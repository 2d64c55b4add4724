use thiserror::Error as ThisError;

#[derive(ThisError, Debug)]
pub enum AppError {
    #[error("Configuration error: {0}")]
    Config(String),

    #[error("IO error: {0}")]
    Io(String),

    #[error("Network error: {0}")]
    Network(String),

    #[error("Parse error: {0}")]
    Parse(String),

    #[error("Invalid input: {0}")]
    InvalidInput(String),

    #[error("Not found: {0}")]
    NotFound(String),

    #[error("{0}")]
    Other(String),
}

impl From<std::io::Error> for AppError {
    fn from(err: std::io::Error) -> Self {
        AppError::Io(err.to_string())
    }
}

impl From<csv::Error> for AppError {
    fn from(err: csv::Error) -> Self {
        AppError::Io(format!("CSV error: {}", err))
    }
}

impl From<serde_json::Error> for AppError {
    fn from(err: serde_json::Error) -> Self {
        AppError::Parse(format!("JSON error: {}", err))
    }
}

impl From<quick_xml::Error> for AppError {
    fn from(err: quick_xml::Error) -> Self {
        AppError::Parse(format!("XML error: {}", err))
    }
}

impl From<reqwest::Error> for AppError {
    fn from(err: reqwest::Error) -> Self {
        AppError::Network(err.to_string())
    }
}

impl From<zip::result::ZipError> for AppError {
    fn from(err: zip::result::ZipError) -> Self {
        AppError::Io(format!("zip error: {}", err))
    }
}

pub type Result<T> = std::result::Result<T, AppError>;

// Alias for convenience
pub type Error = AppError;
//! Intraday pipeline: download every instrument's trade tape for the
//! session, save the raw JSON, write the condensed trades CSV into the
//! repository and zip-archive the day's downloads.

use chrono::NaiveDate;
use std::path::{Path, PathBuf};
use std::sync::Arc;
use tokio::sync::{mpsc, Semaphore};
use tracing::{error, info};

use crate::config::IntradayConfig;
use crate::error::{Error, Result};
use crate::models::{catalog, intraday::IntradaySession, Instrument};
use crate::services::{archive, intraday, report_row, Fetcher, RunReport};
use crate::utils::{ensure_directory_exists, session_date};

struct Download {
    index: usize,
    total: usize,
    instrument: Instrument,
    error: Option<String>,
    raw: Option<Vec<u8>>,
}

pub fn run(config_path: &Path) {
    if let Err(e) = run_inner(config_path) {
        eprintln!("intraday failed: {}", e);
        std::process::exit(1);
    }
}

fn run_inner(config_path: &Path) -> Result<()> {
    let config = IntradayConfig::load(config_path)?;
    let session = session_date();
    println!("trading session date: {}", session.format("%Y-%m-%d"));

    ensure_directory_exists(&config.repository_folder)?;

    let downloads_dir = config
        .downloads_folder
        .join("intraday")
        .join(session.format("%Y").to_string())
        .join(session.format("%Y%m%d").to_string());
    ensure_directory_exists(&downloads_dir)?;

    let instruments = read_instruments(&config.instruments_file)?;
    println!(
        "{} instruments read from {}",
        instruments.len(),
        config.instruments_file.display()
    );

    let total = instruments.len();
    let runtime = tokio::runtime::Runtime::new()
        .map_err(|e| Error::Other(format!("cannot create runtime: {}", e)))?;
    let report =
        runtime.block_on(run_pipeline(config, session, &downloads_dir, instruments))?;

    // The day's raw downloads travel as one archive next to the folder.
    let parent = downloads_dir.parent().unwrap_or(Path::new("."));
    let dest = archive::next_archive_path(
        &parent.join(format!("{}_enx_eoi", session.format("%Y%m%d"))),
    );
    match archive::zip_folder(&downloads_dir, &dest) {
        Ok(count) => info!("archived {} downloads to {}", count, dest.display()),
        Err(e) => error!("cannot archive downloads: {}", e),
    }

    report.print_summary(total);
    Ok(())
}

fn read_instruments(path: &Path) -> Result<Vec<Instrument>> {
    let catalog = catalog::read_xml_file(path)?;
    Ok(catalog
        .instruments
        .iter()
        .map(Instrument::from_catalog)
        .collect())
}

async fn run_pipeline(
    config: IntradayConfig,
    session: NaiveDate,
    downloads_dir: &Path,
    instruments: Vec<Instrument>,
) -> Result<RunReport> {
    let total = instruments.len();
    let fetcher = Arc::new(Fetcher::new(
        &config.user_agent,
        config.download_timeout(),
        config.transport_retry_delays(),
    )?);
    let semaphore = Arc::new(Semaphore::new(config.concurrency));
    let (tx, mut rx) = mpsc::channel::<Download>(total.max(1));

    let drain_config = config.clone();
    let drain = tokio::spawn(async move {
        let mut report = RunReport::new();
        while let Some(download) = rx.recv().await {
            store_one(&drain_config, session, download, &mut report);
        }
        report
    });

    let config = Arc::new(config);
    let downloads_dir = downloads_dir.to_path_buf();
    let mut handles = Vec::with_capacity(total);
    for (index, instrument) in instruments.into_iter().enumerate() {
        let fetcher = Arc::clone(&fetcher);
        let semaphore = Arc::clone(&semaphore);
        let config = Arc::clone(&config);
        let downloads_dir = downloads_dir.clone();
        let tx = tx.clone();

        handles.push(tokio::spawn(async move {
            let _permit = semaphore
                .acquire_owned()
                .await
                .expect("download semaphore closed");
            let download = download_one(
                &config,
                index,
                total,
                instrument,
                &fetcher,
                &downloads_dir,
            )
            .await;
            let _ = tx.send(download).await;
        }));
    }
    drop(tx);

    futures::future::join_all(handles).await;

    drain
        .await
        .map_err(|e| Error::Other(format!("store task failed: {}", e)))
}

async fn download_one(
    config: &IntradayConfig,
    index: usize,
    total: usize,
    instrument: Instrument,
    fetcher: &Fetcher,
    downloads_dir: &Path,
) -> Download {
    let label = instrument.progress_label(index, total);
    let mut download = Download {
        index,
        total,
        instrument,
        error: None,
        raw: None,
    };

    let raw = match intraday::fetch_trades(
        fetcher,
        &download.instrument,
        config.start_date_days_back,
    )
    .await
    {
        Ok(raw) => raw,
        Err(e) => {
            let detail = e.to_string();
            error!("{}: skipping: {}", label, detail);
            download.error = Some(detail);
            return download;
        }
    };

    let json_file = downloads_dir.join(format!("{}.json", download.instrument.base_name()));
    if let Err(e) = std::fs::write(&json_file, &raw) {
        let detail = format!("failed to save '{}': {}", json_file.display(), e);
        error!("{}: {}", label, detail);
        download.error = Some(detail);
    } else {
        info!("{}: downloaded and saved", label);
    }

    download.raw = Some(raw);
    download
}

fn store_one(
    config: &IntradayConfig,
    session: NaiveDate,
    download: Download,
    report: &mut RunReport,
) {
    let instrument = &download.instrument;
    let label = format!(
        "[{} of {}] {}",
        download.index + 1,
        download.total,
        instrument.base_name()
    );

    if let Some(error) = &download.error {
        report
            .download_errors
            .push(report_row(session, instrument, error));
        if download.raw.is_none() {
            info!("{}: not stored due to download error", label);
            return;
        }
    }

    let Some(raw) = &download.raw else {
        return;
    };

    if raw.len() < 10 {
        report
            .zero_lines
            .push(report_row(session, instrument, &raw.len().to_string()));
        info!("{}: raw data is too short, not stored", label);
        return;
    }

    let session_data: IntradaySession = match serde_json::from_slice(raw) {
        Ok(data) => data,
        Err(e) => {
            let detail = format!("cannot unmarshal json data: {}", e);
            report
                .merge_errors
                .push(report_row(session, instrument, &detail));
            error!("{}: {}", label, detail);
            return;
        }
    };

    if session_data.rows.is_empty() {
        report
            .no_history_lines
            .push(report_row(session, instrument, "no trades found"));
        info!("{}: no trades found", label);
        return;
    }

    if let Err(e) = write_trades(config, session, instrument, &session_data) {
        report
            .merge_errors
            .push(report_row(session, instrument, &e.to_string()));
        error!("{}: {}", label, e);
        return;
    }

    info!("{}: stored {} trades", label, session_data.rows.len());
}

fn write_trades(
    config: &IntradayConfig,
    session: NaiveDate,
    instrument: &Instrument,
    session_data: &IntradaySession,
) -> Result<()> {
    let directory = config
        .repository_folder
        .join(instrument.folder())
        .join("intraday");
    ensure_directory_exists(&directory)?;

    let mut file: PathBuf = directory.join(format!("{}.csv", session.format("%Y%m%d")));
    if config.repository_gzipped {
        file.as_mut_os_string().push(".gz");
    }

    intraday::write_trades_csv(&file, &session_data.rows)?;
    Ok(())
}
//! End-of-day pipeline: download every instrument's adjusted/unadjusted
//! history pair, archive the raw downloads, and merge the parsed bars into
//! the per-instrument repository files.
//!
//! Downloads fan out over a bounded worker pool; merges drain sequentially
//! from a channel so only one task ever touches the repository.

use chrono::NaiveDate;
use std::path::{Path, PathBuf};
use std::sync::Arc;
use tokio::sync::{mpsc, Semaphore};
use tokio::time::sleep;
use tracing::{error, info, warn};

use crate::config::PullConfig;
use crate::error::{Error, Result};
use crate::models::{catalog, DailyBar, Instrument};
use crate::services::{
    archive, eod, history_store, merge, report_row, Fetcher, RunReport,
};
use crate::utils::{ensure_directory_exists, session_date};

/// One instrument's download, handed to the merge drain.
struct Download {
    index: usize,
    total: usize,
    instrument: Instrument,
    error: Option<String>,
    unadjusted: Option<Vec<u8>>,
    adjusted: Option<Vec<u8>>,
}

pub fn run(config_path: &Path) {
    if let Err(e) = run_inner(config_path) {
        eprintln!("pull failed: {}", e);
        std::process::exit(1);
    }
}

fn run_inner(config_path: &Path) -> Result<()> {
    let config = PullConfig::load(config_path)?;
    let session = session_date();
    println!("trading session date: {}", session.format("%Y-%m-%d"));

    ensure_directory_exists(&config.downloads_folder)?;
    ensure_directory_exists(&config.repository_folder)?;

    let instruments = read_instruments(&config.instruments_file)?;
    println!(
        "{} instruments read from {}",
        instruments.len(),
        config.instruments_file.display()
    );

    let total = instruments.len();
    let runtime = tokio::runtime::Runtime::new()
        .map_err(|e| Error::Other(format!("cannot create runtime: {}", e)))?;
    let report = runtime.block_on(run_pipeline(config, session, instruments))?;

    report.print_summary(total);
    Ok(())
}

fn read_instruments(path: &Path) -> Result<Vec<Instrument>> {
    let catalog = catalog::read_xml_file(path)?;
    Ok(catalog
        .instruments
        .iter()
        .map(Instrument::from_catalog)
        .collect())
}

async fn run_pipeline(
    config: PullConfig,
    session: NaiveDate,
    instruments: Vec<Instrument>,
) -> Result<RunReport> {
    let total = instruments.len();
    let fetcher = Arc::new(Fetcher::new(
        &config.user_agent,
        config.download_timeout(),
        config.transport_retry_delays(),
    )?);
    let semaphore = Arc::new(Semaphore::new(config.concurrency));
    let (tx, mut rx) = mpsc::channel::<Download>(total.max(1));

    let drain_config = config.clone();
    let drain = tokio::spawn(async move {
        let mut report = RunReport::new();
        while let Some(download) = rx.recv().await {
            merge_one(&drain_config, session, download, &mut report);
        }
        report
    });

    let config = Arc::new(config);
    let mut handles = Vec::with_capacity(total);
    for (index, instrument) in instruments.into_iter().enumerate() {
        let fetcher = Arc::clone(&fetcher);
        let semaphore = Arc::clone(&semaphore);
        let config = Arc::clone(&config);
        let tx = tx.clone();

        handles.push(tokio::spawn(async move {
            let _permit = semaphore
                .acquire_owned()
                .await
                .expect("download semaphore closed");
            let download =
                download_one(&config, session, index, total, instrument, &fetcher).await;
            let _ = tx.send(download).await;
        }));
    }
    drop(tx);

    futures::future::join_all(handles).await;

    drain
        .await
        .map_err(|e| Error::Other(format!("merge task failed: {}", e)))
}

async fn download_one(
    config: &PullConfig,
    session: NaiveDate,
    index: usize,
    total: usize,
    instrument: Instrument,
    fetcher: &Fetcher,
) -> Download {
    let label = instrument.progress_label(index, total);
    let mut download = Download {
        index,
        total,
        instrument,
        error: None,
        unadjusted: None,
        adjusted: None,
    };
    let instrument = download.instrument.clone();

    let downloads_dir = config
        .downloads_folder
        .join(instrument.folder())
        .join("endofday");
    if let Err(e) = ensure_directory_exists(&downloads_dir) {
        let detail = format!("cannot create download directory: {}", e);
        error!("{}: {}", label, detail);
        download.error = Some(detail);
        return download;
    }

    let delays = config.pair_retry_delays();
    let attempts = delays.len().max(1);
    for attempt in 0..attempts {
        match eod::download_pair(fetcher, &instrument).await {
            Ok((adjusted, unadjusted)) => {
                download.adjusted = Some(adjusted);
                download.unadjusted = Some(unadjusted);
                break;
            }
            Err(e) => {
                if attempt + 1 >= attempts {
                    let detail = format!("giving up after {} retries", attempts);
                    error!("{}: {}: {}", label, detail, e);
                    download.error = Some(detail);
                    return download;
                }

                let delay = delays[attempt];
                warn!(
                    "{}: failed to download, retry {} of {} in {}s: {}",
                    label,
                    attempt + 1,
                    attempts,
                    delay.as_secs(),
                    e
                );
                sleep(delay).await;
            }
        }
    }

    if let (Some(unadjusted), Some(adjusted)) = (&download.unadjusted, &download.adjusted) {
        match archive::archive_eod_pair(
            &downloads_dir,
            &instrument.base_name(),
            session,
            unadjusted,
            adjusted,
        ) {
            Ok(_) => info!("{}: archived", label),
            Err(e) => {
                // The bytes are still good; record the archive failure and
                // let the merge proceed.
                let detail = format!("cannot archive downloads: {}", e);
                error!("{}: {}", label, detail);
                download.error = Some(detail);
            }
        }
    }

    download
}

fn merge_one(
    config: &PullConfig,
    session: NaiveDate,
    download: Download,
    report: &mut RunReport,
) {
    let instrument = &download.instrument;
    let label = format!(
        "[{} of {}] {}",
        download.index + 1,
        download.total,
        instrument.base_name()
    );

    if let Some(error) = &download.error {
        report
            .download_errors
            .push(report_row(session, instrument, error));
        if download.unadjusted.is_none() || download.adjusted.is_none() {
            info!("{}: not merged due to download error", label);
            return;
        }
    }

    let (Some(unadjusted), Some(adjusted)) = (&download.unadjusted, &download.adjusted) else {
        return;
    };

    let (combined, len_raw, len_adj) = eod::combine_lines(unadjusted, adjusted);
    let lines_detail = format!("{};{}", len_raw, len_adj);
    if len_raw != len_adj {
        report
            .unequal_lines
            .push(report_row(session, instrument, &lines_detail));
    }

    if combined.is_empty() {
        report
            .zero_lines
            .push(report_row(session, instrument, &lines_detail));
        info!("{}: empty download", label);
        return;
    }

    if len_raw == len_adj && combined.len() < 5 {
        report
            .under_five_lines
            .push(report_row(session, instrument, &lines_detail));
    }

    let bars = match eod::parse_combined(&combined) {
        Ok(bars) => bars,
        Err(e) => {
            let detail = format!("cannot convert download: {}", e);
            report
                .merge_errors
                .push(report_row(session, instrument, &detail));
            error!("{}: {}", label, detail);
            return;
        }
    };

    if bars.is_empty() {
        report
            .no_history_lines
            .push(report_row(session, instrument, &lines_detail));
        info!("{}: valid header but no history", label);
        return;
    }

    if let Err(e) = persist(config, session, instrument, bars, report, &label) {
        report
            .merge_errors
            .push(report_row(session, instrument, &e.to_string()));
        error!("{}: {}", label, e);
    }
}

fn persist(
    config: &PullConfig,
    session: NaiveDate,
    instrument: &Instrument,
    bars: Vec<DailyBar>,
    report: &mut RunReport,
    label: &str,
) -> Result<()> {
    let directory = config.repository_folder.join(instrument.folder());
    ensure_directory_exists(&directory)?;

    let mut file: PathBuf = directory.join(format!("{}.1d.csv", instrument.base_name()));
    if config.repository_gzipped {
        file.as_mut_os_string().push(".gz");
    }

    if file.exists() {
        let old = history_store::read_history(&file)?;
        let (merged, messages) = merge::merge_daily_history(&old, &bars);
        for message in messages {
            report
                .merge_messages
                .push(report_row(session, instrument, &message));
        }

        history_store::backup_file(&file)?;
        history_store::write_history(&file, &merged)?;
        info!("{}: merged {} bars", label, merged.len());
    } else {
        let sorted = merge::sort_ascending(bars);
        history_store::write_history(&file, &sorted)?;
        info!("{}: created with {} bars", label, sorted.len());
    }

    Ok(())
}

### How to complete this task:
Print, please, the lines above from the very first through the one that holds "fn from(err: quick_xml::Error)", both included, word for word and with nothing else.

### Response area:
repository 2d64c55b4add4724
use thiserror::Error as ThisError;

#[derive(ThisError, Debug)]
pub enum AppError {
    #[error("Configuration error: {0}")]
    Config(String),

    #[error("IO error: {0}")]
    Io(String),

    #[error("Network error: {0}")]
    Network(String),

    #[error("Parse error: {0}")]
    Parse(String),

    #[error("Invalid input: {0}")]
    InvalidInput(String),

    #[error("Not found: {0}")]
    NotFound(String),

    #[error("{0}")]
    Other(String),
}

impl From<std::io::Error> for AppError {
    fn from(err: std::io::Error) -> Self {
        AppError::Io(err.to_string())
    }
}

impl From<csv::Error> for AppError {
    fn from(err: csv::Error) -> Self {
        AppError::Io(format!("CSV error: {}", err))
    }
}

impl From<serde_json::Error> for AppError {
    fn from(err: serde_json::Error) -> Self {
        AppError::Parse(format!("JSON error: {}", err))
    }
}

impl From<quick_xml::Error> for AppError {
    fn from(err: quick_xml::Error) -> Self {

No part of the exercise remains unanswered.